[Stored items]
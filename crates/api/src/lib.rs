//! Annotation overlay API server library.
//!
//! Exposes the core building blocks (config, state, error handling, routes)
//! so integration tests and the binary entrypoint can both access them.

pub mod config;
pub mod error;
pub mod extract;
pub mod handlers;
pub mod response;
pub mod router;
pub mod routes;
pub mod state;
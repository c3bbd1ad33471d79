use std::sync::Arc;

use roiview_core::dataset::DatasetSource;
use roiview_core::disabled::DisabledRegions;

use crate::config::ServerConfig;

/// Shared application state available to all Axum handlers via `State<AppState>`.
///
/// This is cheaply cloneable (inner data is behind `Arc`).
#[derive(Clone)]
pub struct AppState {
    /// Server configuration.
    pub config: Arc<ServerConfig>,
    /// Where the encrypted annotation dataset lives and its key secret.
    pub dataset: Arc<DatasetSource>,
    /// Regions disabled by reviewers, shared across all requests.
    pub disabled: Arc<DisabledRegions>,
}

impl AppState {
    /// Build state with a fresh, empty disabled-region set.
    pub fn new(config: ServerConfig) -> Self {
        let dataset = Arc::new(config.dataset_source());
        Self {
            config: Arc::new(config),
            dataset,
            disabled: Arc::new(DisabledRegions::new()),
        }
    }
}
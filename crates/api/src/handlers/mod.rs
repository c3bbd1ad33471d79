pub mod annotation;
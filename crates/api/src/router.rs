//! Shared application router builder.
//!
//! Provides [`build_app_router`] so both the production binary (`main.rs`)
//! and integration tests (`tests/common/mod.rs`) use the exact same middleware
//! stack.

use std::time::Duration;

use axum::http::header::CONTENT_TYPE;
use axum::http::{HeaderName, Method, StatusCode};
use axum::Router;
use tower_http::catch_panic::CatchPanicLayer;
use tower_http::cors::CorsLayer;
use tower_http::request_id::{MakeRequestUuid, PropagateRequestIdLayer, SetRequestIdLayer};
use tower_http::timeout::TimeoutLayer;
use tower_http::trace::{DefaultMakeSpan, DefaultOnResponse, TraceLayer};
use tracing::Level;

use crate::config::ServerConfig;
use crate::routes;
use crate::state::AppState;

/// Build the full application [`Router`] with all middleware layers.
///
/// The middleware stack is applied bottom-up:
///
/// 1. CORS
/// 2. Set request ID on incoming requests
/// 3. Structured request/response tracing
/// 4. Propagate request ID to response
/// 5. Request timeout (also bounds dataset file I/O)
/// 6. Panic recovery (catch panics, return 500)
pub fn build_app_router(state: AppState) -> Router {
    let config = state.config.clone();
    let cors = build_cors_layer(&config);
    let request_id_header = HeaderName::from_static("x-request-id");

    Router::new()
        // Health check at root level (not under /api/v1).
        .merge(routes::health::router())
        // API v1 routes.
        .nest("/api/v1", routes::api_routes())
        // -- Middleware stack (applied bottom-up) --
        .layer(CatchPanicLayer::new())
        .layer(TimeoutLayer::with_status_code(
            StatusCode::REQUEST_TIMEOUT,
            Duration::from_secs(config.request_timeout_secs),
        ))
        .layer(PropagateRequestIdLayer::new(request_id_header.clone()))
        .layer(
            TraceLayer::new_for_http()
                .make_span_with(DefaultMakeSpan::new().level(Level::INFO))
                .on_response(DefaultOnResponse::new().level(Level::INFO)),
        )
        .layer(SetRequestIdLayer::new(request_id_header, MakeRequestUuid))
        .layer(cors)
        .with_state(state)
}

/// Build the CORS middleware layer from server configuration.
///
/// Panics at startup if any configured origin is invalid, which is the
/// desired behaviour -- we want misconfiguration to fail fast.
pub fn build_cors_layer(config: &ServerConfig) -> CorsLayer {
    let origins: Vec<_> = config
        .cors_origins
        .iter()
        .map(|o| {
            o.parse()
                .unwrap_or_else(|e| panic!("Invalid CORS origin '{o}': {e}"))
        })
        .collect();

    CorsLayer::new()
        .allow_origin(origins)
        .allow_methods([Method::GET, Method::POST, Method::DELETE])
        .allow_headers([CONTENT_TYPE])
        .max_age(Duration::from_secs(3600))
}
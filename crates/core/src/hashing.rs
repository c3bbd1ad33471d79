//! SHA-256 digests used for key diagnostics.
//!
//! Operators compare fingerprints between the sealing tool and the server to
//! spot a key mismatch without either side ever logging key material.

use sha2::{Digest, Sha256};

/// Number of hex characters kept in a key fingerprint.
pub const FINGERPRINT_LEN: usize = 12;

/// Compute a SHA-256 hex digest of the given bytes.
pub fn sha256_hex(data: &[u8]) -> String {
    let hash = Sha256::digest(data);
    format!("{hash:x}")
}

/// Short fingerprint of a symmetric key, safe to put in logs.
pub fn key_fingerprint(key: &[u8]) -> String {
    let mut hex = sha256_hex(key);
    hex.truncate(FINGERPRINT_LEN);
    hex
}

What is expected :: Copy each line of the data that contains the word "TraceLayer", leaving the other lines out.

Output for this exercise ::
use tower_http::trace::{DefaultMakeSpan, DefaultOnResponse, TraceLayer};
            TraceLayer::new_for_http()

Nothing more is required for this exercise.